Scott
Scott asked "Bill" Wilson to accompany him as the new expedition's chief of scientific staff and official artist.
Edward Adrian Wilson was a naturalist, doctor, and gifted amateur painter who had accompanied Scott on the Discovery as zoologist, junior surgeon, and expedition artist. On the southern journey, during which they reached a then-record of 82° 17' S, he had become close to Scott, who was deeply impressed by Wilson's quiet optimism, serenity and sense of purpose, good temper, and faith.

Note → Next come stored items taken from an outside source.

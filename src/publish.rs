//! Publishing a batch of records, one message per record.
//!
//! Every record is submitted before any confirmation is awaited. The pending
//! confirmations are then drained in whatever order the broker resolves them.
//! Each resolution is counted exactly once in a [`PublishTally`].

use anyhow::{Result, bail};
use bytes::Bytes;
use futures::{FutureExt, StreamExt, stream::FuturesUnordered};
use std::sync::Arc;
use std::sync::atomic::{AtomicUsize, Ordering};
use std::time::{Duration, Instant};
use tokio_util::sync::CancellationToken;
use tracing::{debug, error, info, warn};

use crate::record::BreadcrumbRecord;
use crate::services::message_queue::{MessageSink, PendingAck, TopicPath};

/// Where a publish run is.
///
/// `Idle → Submitting → Draining → Done`, or `Incomplete` when interrupted.
#[derive(Debug, Clone, Copy, PartialEq, Eq)]
pub enum PublishState {
    Idle,
    Submitting,
    Draining,
    Done,
    Incomplete,
}

#[derive(Debug, Clone, Copy, PartialEq, Eq)]
pub enum TallyEvent {
    Submitted,
    Acknowledged,
    Failed,
}

/// Per-run counters. Safe to share with tasks observing the run.
#[derive(Debug, Default)]
pub struct PublishTally {
    submitted: AtomicUsize,
    acknowledged: AtomicUsize,
    failed: AtomicUsize,
}

impl PublishTally {
    /// Bumps the counter for `event` and returns its new value.
    pub fn record(&self, event: TallyEvent) -> usize {
        let counter = match event {
            TallyEvent::Submitted => &self.submitted,
            TallyEvent::Acknowledged => &self.acknowledged,
            TallyEvent::Failed => &self.failed,
        };
        counter.fetch_add(1, Ordering::SeqCst) + 1
    }

    pub fn submitted(&self) -> usize {
        self.submitted.load(Ordering::SeqCst)
    }

    pub fn acknowledged(&self) -> usize {
        self.acknowledged.load(Ordering::SeqCst)
    }

    pub fn failed(&self) -> usize {
        self.failed.load(Ordering::SeqCst)
    }
}

/// A record the broker never confirmed.
#[derive(Debug, Clone)]
pub struct PublishFailure {
    /// Position of the record in the published batch.
    pub index: usize,
    pub error: String,
}

#[derive(Debug)]
pub struct PublishReport {
    pub state: PublishState,
    pub submitted: usize,
    pub acknowledged: usize,
    pub failed: usize,
    pub failures: Vec<PublishFailure>,
    pub elapsed: Duration,
}

impl PublishReport {
    /// Submitted messages whose confirmation never arrived.
    pub fn unresolved(&self) -> usize {
        self.submitted - self.acknowledged - self.failed
    }

    /// Errors unless every record was submitted and confirmed.
    pub fn ensure_complete(&self) -> Result<()> {
        if self.state != PublishState::Done {
            bail!(
                "publish interrupted: {} of {} submitted messages confirmed",
                self.acknowledged,
                self.submitted
            );
        }
        if self.failed > 0 {
            bail!(
                "{} of {} messages were not delivered",
                self.failed,
                self.submitted
            );
        }
        Ok(())
    }
}

/// Drives one publish run against a sink.
pub struct Publisher<'a, S: MessageSink + ?Sized> {
    sink: &'a S,
    topic: &'a TopicPath,
    tally: Arc<PublishTally>,
    state: PublishState,
}

impl<'a, S: MessageSink + ?Sized> Publisher<'a, S> {
    pub fn new(sink: &'a S, topic: &'a TopicPath) -> Self {
        Self {
            sink,
            topic,
            tally: Arc::new(PublishTally::default()),
            state: PublishState::Idle,
        }
    }

    pub fn state(&self) -> PublishState {
        self.state
    }

    pub fn tally(&self) -> Arc<PublishTally> {
        Arc::clone(&self.tally)
    }

    fn transition(&mut self, next: PublishState) {
        debug!(from = ?self.state, to = ?next, "Publisher state change");
        self.state = next;
    }

    /// Publishes every record and waits for all confirmations.
    ///
    /// Once `cancel` fires nothing more is submitted and the run ends
    /// [`PublishState::Incomplete`] without waiting on what is in flight.
    #[tracing::instrument(skip_all, fields(topic = %self.topic, records = records.len()))]
    pub async fn publish(
        mut self,
        records: &[BreadcrumbRecord],
        cancel: &CancellationToken,
    ) -> PublishReport {
        let started = Instant::now();
        let mut failures = Vec::new();
        let mut pending = FuturesUnordered::new();
        let mut interrupted = false;

        self.transition(PublishState::Submitting);
        for (index, record) in records.iter().enumerate() {
            if cancel.is_cancelled() {
                interrupted = true;
                break;
            }

            self.tally.record(TallyEvent::Submitted);
            match self.submit(record).await {
                Ok(ack) => pending.push(ack.map(move |result| (index, result))),
                Err(e) => {
                    self.tally.record(TallyEvent::Failed);
                    error!(index, error = %e, "Failed to submit message");
                    failures.push(PublishFailure {
                        index,
                        error: format!("{e:#}"),
                    });
                }
            }
        }

        if !interrupted {
            self.transition(PublishState::Draining);
            loop {
                tokio::select! {
                    biased;
                    _ = cancel.cancelled() => {
                        interrupted = true;
                        break;
                    }
                    next = pending.next() => match next {
                        Some((_, Ok(()))) => {
                            self.tally.record(TallyEvent::Acknowledged);
                        }
                        Some((index, Err(e))) => {
                            self.tally.record(TallyEvent::Failed);
                            error!(index, error = %e, "Message was not acknowledged");
                            failures.push(PublishFailure {
                                index,
                                error: format!("{e:#}"),
                            });
                        }
                        None => break,
                    }
                }
            }
        }

        self.transition(if interrupted {
            PublishState::Incomplete
        } else {
            PublishState::Done
        });

        failures.sort_by_key(|f| f.index);
        let report = PublishReport {
            state: self.state,
            submitted: self.tally.submitted(),
            acknowledged: self.tally.acknowledged(),
            failed: self.tally.failed(),
            failures,
            elapsed: started.elapsed(),
        };

        if interrupted {
            warn!(
                submitted = report.submitted,
                acknowledged = report.acknowledged,
                failed = report.failed,
                unresolved = report.unresolved(),
                "Publish interrupted"
            );
        } else {
            info!(
                published = report.acknowledged,
                failed = report.failed,
                elapsed_secs = report.elapsed.as_secs_f64(),
                "Publish finished"
            );
        }

        report
    }

    async fn submit(&self, record: &BreadcrumbRecord) -> Result<PendingAck> {
        let payload = Bytes::from(serde_json::to_vec(record)?);
        self.sink.submit(self.topic, payload).await
    }
}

"Can you really mean that you would like me to go south again with you?" Wilson wrote. "If you do I may tell you that nothing in the world would please me more, and my wife is entirely with me.... As for your good opinion of me I can only say that there is nothing I would not do to deserve it." [1]
Wilson, who was something of an ascetic, wrote privately to his wife, "I am getting more and more soft and dependent on comforts, and this I hate. I want to endure hardness and instead of that I enjoy hotel dinners and prefer hot water to cold and so on -- all bad signs and something must be done to stop it." He believed that he would survive to publish his work on ornithology. "This conviction makes me absolutely fearless as to another journey South, for whatever happened I know I should come back to you.... I should not feel it was right now to desert Scott if he goes." [2]
Notes:
[1] Wikipedia.
[2] E.A. Wilson, letter to R.F. Scott, 31 March, 1907, quoted by David Crane in Scott of the Antarctic (New York : Knopf, c2005), p.336-337.
[3] E.A. Wilson, letter to Oriana Wilson, [date not given], quoted by Diana Preston in A First Rate Tragedy (Boston : Houghton Mifflin, 1998, c1997), p.103.